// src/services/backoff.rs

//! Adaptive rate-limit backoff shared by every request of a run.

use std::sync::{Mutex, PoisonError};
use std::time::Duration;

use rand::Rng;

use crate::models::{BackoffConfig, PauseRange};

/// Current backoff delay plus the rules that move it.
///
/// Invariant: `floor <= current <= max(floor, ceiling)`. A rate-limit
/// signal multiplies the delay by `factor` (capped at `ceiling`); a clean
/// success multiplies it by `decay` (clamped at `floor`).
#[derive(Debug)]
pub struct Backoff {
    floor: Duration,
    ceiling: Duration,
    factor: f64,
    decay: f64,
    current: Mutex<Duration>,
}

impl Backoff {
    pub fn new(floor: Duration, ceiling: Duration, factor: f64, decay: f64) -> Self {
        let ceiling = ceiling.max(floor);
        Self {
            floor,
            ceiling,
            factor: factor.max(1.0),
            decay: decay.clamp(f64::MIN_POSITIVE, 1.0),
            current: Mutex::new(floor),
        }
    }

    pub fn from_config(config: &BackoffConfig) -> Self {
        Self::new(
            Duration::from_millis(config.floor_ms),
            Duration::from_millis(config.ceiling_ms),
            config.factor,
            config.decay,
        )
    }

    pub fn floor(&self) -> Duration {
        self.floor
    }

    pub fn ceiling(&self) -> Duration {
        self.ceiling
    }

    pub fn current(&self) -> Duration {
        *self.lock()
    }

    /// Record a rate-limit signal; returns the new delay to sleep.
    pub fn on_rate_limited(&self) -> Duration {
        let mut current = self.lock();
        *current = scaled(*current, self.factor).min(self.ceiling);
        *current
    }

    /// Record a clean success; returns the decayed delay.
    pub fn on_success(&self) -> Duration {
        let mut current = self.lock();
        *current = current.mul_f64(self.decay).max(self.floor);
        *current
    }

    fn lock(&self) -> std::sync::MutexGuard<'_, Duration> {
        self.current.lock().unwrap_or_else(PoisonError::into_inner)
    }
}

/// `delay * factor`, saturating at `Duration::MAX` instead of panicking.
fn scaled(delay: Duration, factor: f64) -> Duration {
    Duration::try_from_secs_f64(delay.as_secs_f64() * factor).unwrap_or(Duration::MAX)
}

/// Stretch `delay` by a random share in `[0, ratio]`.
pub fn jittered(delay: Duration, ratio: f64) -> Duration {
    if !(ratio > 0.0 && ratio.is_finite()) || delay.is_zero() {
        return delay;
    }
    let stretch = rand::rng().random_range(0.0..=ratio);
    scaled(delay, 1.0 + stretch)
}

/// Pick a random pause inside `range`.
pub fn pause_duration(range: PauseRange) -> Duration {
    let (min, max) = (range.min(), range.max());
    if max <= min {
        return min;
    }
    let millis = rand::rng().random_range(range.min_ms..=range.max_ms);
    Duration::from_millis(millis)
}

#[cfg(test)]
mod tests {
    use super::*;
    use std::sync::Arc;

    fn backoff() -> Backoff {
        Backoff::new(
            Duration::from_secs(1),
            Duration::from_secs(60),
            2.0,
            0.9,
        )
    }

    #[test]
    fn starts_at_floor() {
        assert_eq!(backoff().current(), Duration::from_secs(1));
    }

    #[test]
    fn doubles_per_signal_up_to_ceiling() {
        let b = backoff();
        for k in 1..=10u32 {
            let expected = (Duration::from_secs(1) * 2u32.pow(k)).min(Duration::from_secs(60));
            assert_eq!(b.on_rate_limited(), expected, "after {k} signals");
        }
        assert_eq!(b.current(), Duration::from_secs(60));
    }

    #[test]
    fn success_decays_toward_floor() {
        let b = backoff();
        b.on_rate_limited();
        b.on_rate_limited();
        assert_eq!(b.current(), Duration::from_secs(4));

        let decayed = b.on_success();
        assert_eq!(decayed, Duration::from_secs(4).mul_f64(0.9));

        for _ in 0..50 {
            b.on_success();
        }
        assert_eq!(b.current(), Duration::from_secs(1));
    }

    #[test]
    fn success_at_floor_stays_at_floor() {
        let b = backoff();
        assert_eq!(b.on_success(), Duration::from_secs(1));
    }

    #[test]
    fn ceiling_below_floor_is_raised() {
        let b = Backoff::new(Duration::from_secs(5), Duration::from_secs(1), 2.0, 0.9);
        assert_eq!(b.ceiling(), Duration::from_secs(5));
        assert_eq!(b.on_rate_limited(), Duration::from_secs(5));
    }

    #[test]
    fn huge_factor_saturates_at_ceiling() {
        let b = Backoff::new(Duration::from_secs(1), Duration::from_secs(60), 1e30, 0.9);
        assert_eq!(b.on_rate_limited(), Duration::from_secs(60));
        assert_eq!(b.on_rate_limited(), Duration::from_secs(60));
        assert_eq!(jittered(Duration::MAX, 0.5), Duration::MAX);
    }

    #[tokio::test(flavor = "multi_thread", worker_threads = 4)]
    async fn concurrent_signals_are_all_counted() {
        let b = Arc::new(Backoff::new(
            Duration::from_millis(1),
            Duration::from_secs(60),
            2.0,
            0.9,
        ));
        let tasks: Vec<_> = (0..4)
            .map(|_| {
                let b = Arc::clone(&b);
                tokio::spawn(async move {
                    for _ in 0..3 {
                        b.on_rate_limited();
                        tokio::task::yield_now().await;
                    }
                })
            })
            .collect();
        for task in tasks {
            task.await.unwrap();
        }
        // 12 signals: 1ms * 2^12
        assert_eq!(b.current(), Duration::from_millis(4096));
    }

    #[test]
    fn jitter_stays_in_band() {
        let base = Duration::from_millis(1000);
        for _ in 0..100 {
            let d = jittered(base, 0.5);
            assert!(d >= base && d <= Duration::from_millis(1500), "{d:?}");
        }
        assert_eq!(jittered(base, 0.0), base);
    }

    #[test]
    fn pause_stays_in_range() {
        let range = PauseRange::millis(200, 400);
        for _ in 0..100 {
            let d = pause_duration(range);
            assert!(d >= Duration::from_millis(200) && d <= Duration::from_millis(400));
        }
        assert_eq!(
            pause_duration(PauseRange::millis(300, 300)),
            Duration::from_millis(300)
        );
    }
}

Exercise requirements
Copy out the full listing so that each line matches exactly.

Solution
// src/services/backoff.rs

//! Adaptive rate-limit backoff shared by every request of a run.

use std::sync::{Mutex, PoisonError};
use std::time::Duration;

use rand::Rng;

use crate::models::{BackoffConfig, PauseRange};

/// Current backoff delay plus the rules that move it.
///
/// Invariant: `floor <= current <= max(floor, ceiling)`. A rate-limit
/// signal multiplies the delay by `factor` (capped at `ceiling`); a clean
/// success multiplies it by `decay` (clamped at `floor`).
#[derive(Debug)]
pub struct Backoff {
    floor: Duration,
    ceiling: Duration,
    factor: f64,
    decay: f64,
    current: Mutex<Duration>,
}

impl Backoff {
    pub fn new(floor: Duration, ceiling: Duration, factor: f64, decay: f64) -> Self {
        let ceiling = ceiling.max(floor);
        Self {
            floor,
            ceiling,
            factor: factor.max(1.0),
            decay: decay.clamp(f64::MIN_POSITIVE, 1.0),
            current: Mutex::new(floor),
        }
    }

    pub fn from_config(config: &BackoffConfig) -> Self {
        Self::new(
            Duration::from_millis(config.floor_ms),
            Duration::from_millis(config.ceiling_ms),
            config.factor,
            config.decay,
        )
    }

    pub fn floor(&self) -> Duration {
        self.floor
    }

    pub fn ceiling(&self) -> Duration {
        self.ceiling
    }

    pub fn current(&self) -> Duration {
        *self.lock()
    }

    /// Record a rate-limit signal; returns the new delay to sleep.
    pub fn on_rate_limited(&self) -> Duration {
        let mut current = self.lock();
        *current = scaled(*current, self.factor).min(self.ceiling);
        *current
    }

    /// Record a clean success; returns the decayed delay.
    pub fn on_success(&self) -> Duration {
        let mut current = self.lock();
        *current = current.mul_f64(self.decay).max(self.floor);
        *current
    }

    fn lock(&self) -> std::sync::MutexGuard<'_, Duration> {
        self.current.lock().unwrap_or_else(PoisonError::into_inner)
    }
}

/// `delay * factor`, saturating at `Duration::MAX` instead of panicking.
fn scaled(delay: Duration, factor: f64) -> Duration {
    Duration::try_from_secs_f64(delay.as_secs_f64() * factor).unwrap_or(Duration::MAX)
}

/// Stretch `delay` by a random share in `[0, ratio]`.
pub fn jittered(delay: Duration, ratio: f64) -> Duration {
    if !(ratio > 0.0 && ratio.is_finite()) || delay.is_zero() {
        return delay;
    }
    let stretch = rand::rng().random_range(0.0..=ratio);
    scaled(delay, 1.0 + stretch)
}

/// Pick a random pause inside `range`.
pub fn pause_duration(range: PauseRange) -> Duration {
    let (min, max) = (range.min(), range.max());
    if max <= min {
        return min;
    }
    let millis = rand::rng().random_range(range.min_ms..=range.max_ms);
    Duration::from_millis(millis)
}

#[cfg(test)]
mod tests {
    use super::*;
    use std::sync::Arc;

    fn backoff() -> Backoff {
        Backoff::new(
            Duration::from_secs(1),
            Duration::from_secs(60),
            2.0,
            0.9,
        )
    }

    #[test]
    fn starts_at_floor() {
        assert_eq!(backoff().current(), Duration::from_secs(1));
    }

    #[test]
    fn doubles_per_signal_up_to_ceiling() {
        let b = backoff();
        for k in 1..=10u32 {
            let expected = (Duration::from_secs(1) * 2u32.pow(k)).min(Duration::from_secs(60));
            assert_eq!(b.on_rate_limited(), expected, "after {k} signals");
        }
        assert_eq!(b.current(), Duration::from_secs(60));
    }

    #[test]
    fn success_decays_toward_floor() {
        let b = backoff();
        b.on_rate_limited();
        b.on_rate_limited();
        assert_eq!(b.current(), Duration::from_secs(4));

        let decayed = b.on_success();
        assert_eq!(decayed, Duration::from_secs(4).mul_f64(0.9));

        for _ in 0..50 {
            b.on_success();
        }
        assert_eq!(b.current(), Duration::from_secs(1));
    }

    #[test]
    fn success_at_floor_stays_at_floor() {
        let b = backoff();
        assert_eq!(b.on_success(), Duration::from_secs(1));
    }

    #[test]
    fn ceiling_below_floor_is_raised() {
        let b = Backoff::new(Duration::from_secs(5), Duration::from_secs(1), 2.0, 0.9);
        assert_eq!(b.ceiling(), Duration::from_secs(5));
        assert_eq!(b.on_rate_limited(), Duration::from_secs(5));
    }

    #[test]
    fn huge_factor_saturates_at_ceiling() {
        let b = Backoff::new(Duration::from_secs(1), Duration::from_secs(60), 1e30, 0.9);
        assert_eq!(b.on_rate_limited(), Duration::from_secs(60));
        assert_eq!(b.on_rate_limited(), Duration::from_secs(60));
        assert_eq!(jittered(Duration::MAX, 0.5), Duration::MAX);
    }

    #[tokio::test(flavor = "multi_thread", worker_threads = 4)]
    async fn concurrent_signals_are_all_counted() {
        let b = Arc::new(Backoff::new(
            Duration::from_millis(1),
            Duration::from_secs(60),
            2.0,
            0.9,
        ));
        let tasks: Vec<_> = (0..4)
            .map(|_| {
                let b = Arc::clone(&b);
                tokio::spawn(async move {
                    for _ in 0..3 {
                        b.on_rate_limited();
                        tokio::task::yield_now().await;
                    }
                })
            })
            .collect();
        for task in tasks {
            task.await.unwrap();
        }
        // 12 signals: 1ms * 2^12
        assert_eq!(b.current(), Duration::from_millis(4096));
    }

    #[test]
    fn jitter_stays_in_band() {
        let base = Duration::from_millis(1000);
        for _ in 0..100 {
            let d = jittered(base, 0.5);
            assert!(d >= base && d <= Duration::from_millis(1500), "{d:?}");
        }
        assert_eq!(jittered(base, 0.0), base);
    }

    #[test]
    fn pause_stays_in_range() {
        let range = PauseRange::millis(200, 400);
        for _ in 0..100 {
            let d = pause_duration(range);
            assert!(d >= Duration::from_millis(200) && d <= Duration::from_millis(400));
        }
        assert_eq!(
            pause_duration(PauseRange::millis(300, 300)),
            Duration::from_millis(300)
        );
    }
}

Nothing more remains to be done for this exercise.